The defendant, RBS, arranged and underwrote a complex, multi-tiered securitisation for Dunedin Property Group Limited, a Scottish property company, in 2006. The claimant, Torre Asset Funding Ltd, invested in a junior subordinated layer of the portfolio and RBS acted as agent (the AgentJunior Lenders) to those lenders (the ).
In July 2007, the portfolio suffered cash flow issues and it was likely that it would fail to meet interest payments on all tiers of the debt unless corrective action was taken. The borrower therefore approached RBS with a new business plan and restructuring proposal that involved rolling up the interest on one tier of the subordinated mezzanine debt until maturity. These documents were received and reviewed by the super-senior and the senior lenders but were not circulated to the Junior Lenders at that time.
The Agent sought consent from the Junior Lenders to implement these plans on the basis that the proposed changes were necessary to facilitate the borrower’s ability to meet the business’s capital expenditure needs. The consent was refused by one of the Junior Lenders. Consequently the borrower became unable to pay its debts as they became due leading to the appointment of an administrative receiver. The claimants and the other Junior Lenders did not receive any repayment from the proceeds of the administrative receivership.

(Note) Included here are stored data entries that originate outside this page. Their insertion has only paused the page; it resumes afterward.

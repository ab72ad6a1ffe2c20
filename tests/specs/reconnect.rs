// SPDX-License-Identifier: BUSL-1.1
// Copyright (c) 2026 Alfred Jean LLC

//! Requests and subscriptions survive the compositor hanging up.

use std::time::Duration;

use lull_client::{ChannelConfig, Connection, ConnectionConfig};
use lull_wire::{encode_raw, read_frame, EventKind, RequestKind};
use serde_json::json;
use tokio::io::AsyncWriteExt;
use tokio_util::sync::CancellationToken;

use crate::prelude::{window, FakeSway};

fn lazy() -> ConnectionConfig {
    ConnectionConfig::default()
        .pool_size(1)
        .eager(false)
        .channel(ChannelConfig::default().backoff(Duration::from_millis(10)))
}

#[tokio::test]
async fn request_is_retried_on_a_fresh_connection() {
    let sway = FakeSway::start(Vec::new(), 1);
    let connection = Connection::connect(Some(sway.socket.clone()), lazy()).await.unwrap();

    let tree = connection.get_tree().await.unwrap();

    assert_eq!(tree.applications().len(), 2);
    assert_eq!(sway.accepted(), 2);
    assert_eq!(sway.requests(), vec![RequestKind::GetTree, RequestKind::GetTree]);
    connection.close().await;
}

#[tokio::test]
async fn subscription_recovers_from_a_dropped_socket() {
    let sway = FakeSway::start(vec![window("focus")], 1);
    let connection = Connection::connect(Some(sway.socket.clone()), lazy()).await.unwrap();

    let mut subscription = connection.subscribe(&["window"]).await.unwrap();
    let message = subscription.recv(&CancellationToken::new()).await.unwrap().unwrap();

    assert_eq!((message.event, message.change.as_str()), (EventKind::Window, "focus"));
    assert_eq!(sway.requests(), vec![RequestKind::Subscribe, RequestKind::Subscribe]);
    connection.close().await;
}

#[tokio::test]
async fn missing_socket_file_is_retried_until_it_appears() {
    let dir = tempfile::tempdir().unwrap();
    let socket = dir.path().join("late.sock");
    let connection = Connection::connect(Some(socket.clone()), lazy()).await.unwrap();

    let server = tokio::spawn(async move {
        tokio::time::sleep(Duration::from_millis(50)).await;
        let listener = tokio::net::UnixListener::bind(&socket).unwrap();
        let (mut stream, _) = listener.accept().await.unwrap();
        let frame = read_frame(&mut stream).await.unwrap();
        let reply = json!({ "major": 1, "minor": 9 }).to_string();
        stream.write_all(&encode_raw(frame.header.code, reply.as_bytes())).await.unwrap();
        stream
    });

    let version = connection.get_version().await.unwrap();

    assert_eq!(version["major"], 1);
    let _stream = server.await.unwrap();
    connection.close().await;
}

The claimants issued proceedings against the Agent alleging that the Agent (i) had failed in its actual and implied duties under the finance documents to provide details of the borrower’s financial difficulties, (ii) had failed to supply the Junior Lenders with copies of the business plans relating to the proposed restructure, and (iii) had made negligent misstatements when it had sought the consent of the Junior Lenders to the restructuring by stating that this was to assist the borrower in meeting its capital expenditure requirements and failing to disclose that the borrower would be unable to meet its interest payments otherwise.
The High Court dismissed the claim, finding that:
- although the borrower’s financial difficulties in July 2007 constituted an event of default (as did the discussions with the super-senior and senior lenders on rescheduling the debt) neither the Agent nor the borrower believed that an event of default had actually occurred at that time. As the finance documents stated that the Agent was to inform the Junior Lenders on becoming aware of an event of default it had therefore not breached its duties by failing to notify. The Agent, as agent, owed no duties beyond those in the finance documents;
- the finance documents obliged the Agent to pass the business plans on to the Junior Lenders only when they were being provided for the purposes of approval. The borrower had not presented the documents for this purpose but for reviewing the restructuring plans. The Agent was therefore not in breach of those delivery obligations. This point is interesting in that the court did not impose an absolute obligation on the Agent to forward all information received by it to the lenders, but rather such obligation was limited to the specific terms of the finance documents;
- the Agent was in breach of its duty of care in tort to exercise reasonable care in ensuring that the explanation for consent from the Junior Lenders was accurate. The Agent’s explanation was given to induce the Junior Lenders to give their consent to the restructure and therefore gave a materially inaccurate and misleading account of the reason for the request. However, notwithstanding the Agent’s breach of duty, as the proposal had been rejected by the Lenders as a whole, the claimants had not suffered any loss.
This judgment is similar to the decision in Saltri III Ltd v MD Mezzanine SA Sicar & Ors  EWHC 3025, where the court also favoured a strict interpretation of an agent’s obligations in finance documents (in that case a security agent’s obligations) and focussed ion the actual loss suffered by claimants. In Saltri the Agent security agent was only obliged by the documents to act on the instructions of the senior lenders and there was no absolute obligation placed upon the agent to carry out the action that the junior lenders claimed should have been carried out. In addition, in that case the court decided that, although the arguments from the junior lenders were strong, as there was no actual loss suffered by them there was no actionable breach.
Both judgements exemplify the importance of ensuring that the contractual arrangements are clear on their face as to the obligations of agents and security agents, given the unwillingness of courts to imply further duties. Although the courts have acknowledged that conflicts naturally exist between senior and junior lenders, and particularly in a distressed scenario, provided the agent and security agent comply with their contractual, common law and statutory duties the courts will be unwilling to place additional burdens on them. However, both judgements also highlight the importance of splitting the role of agent from that of lender. Wherever possible, the roles of agent and lender within the same institution should be split between different departments.
It is also interesting to not that the court in this case highlighted that the role of an agent is not purely that of a “post box”. The court pointed out that where the finance documents invest an agent with discretion, that discretion “will be limited, as a matter of necessary implication, by concepts of honesty, good faith, and genuineness, and the need for the absence of arbitrariness, capriciousness, perversity and irrationality.” See Socimer International Bank Ltd v Standard Bank London Ltd  EWCA Civ 116.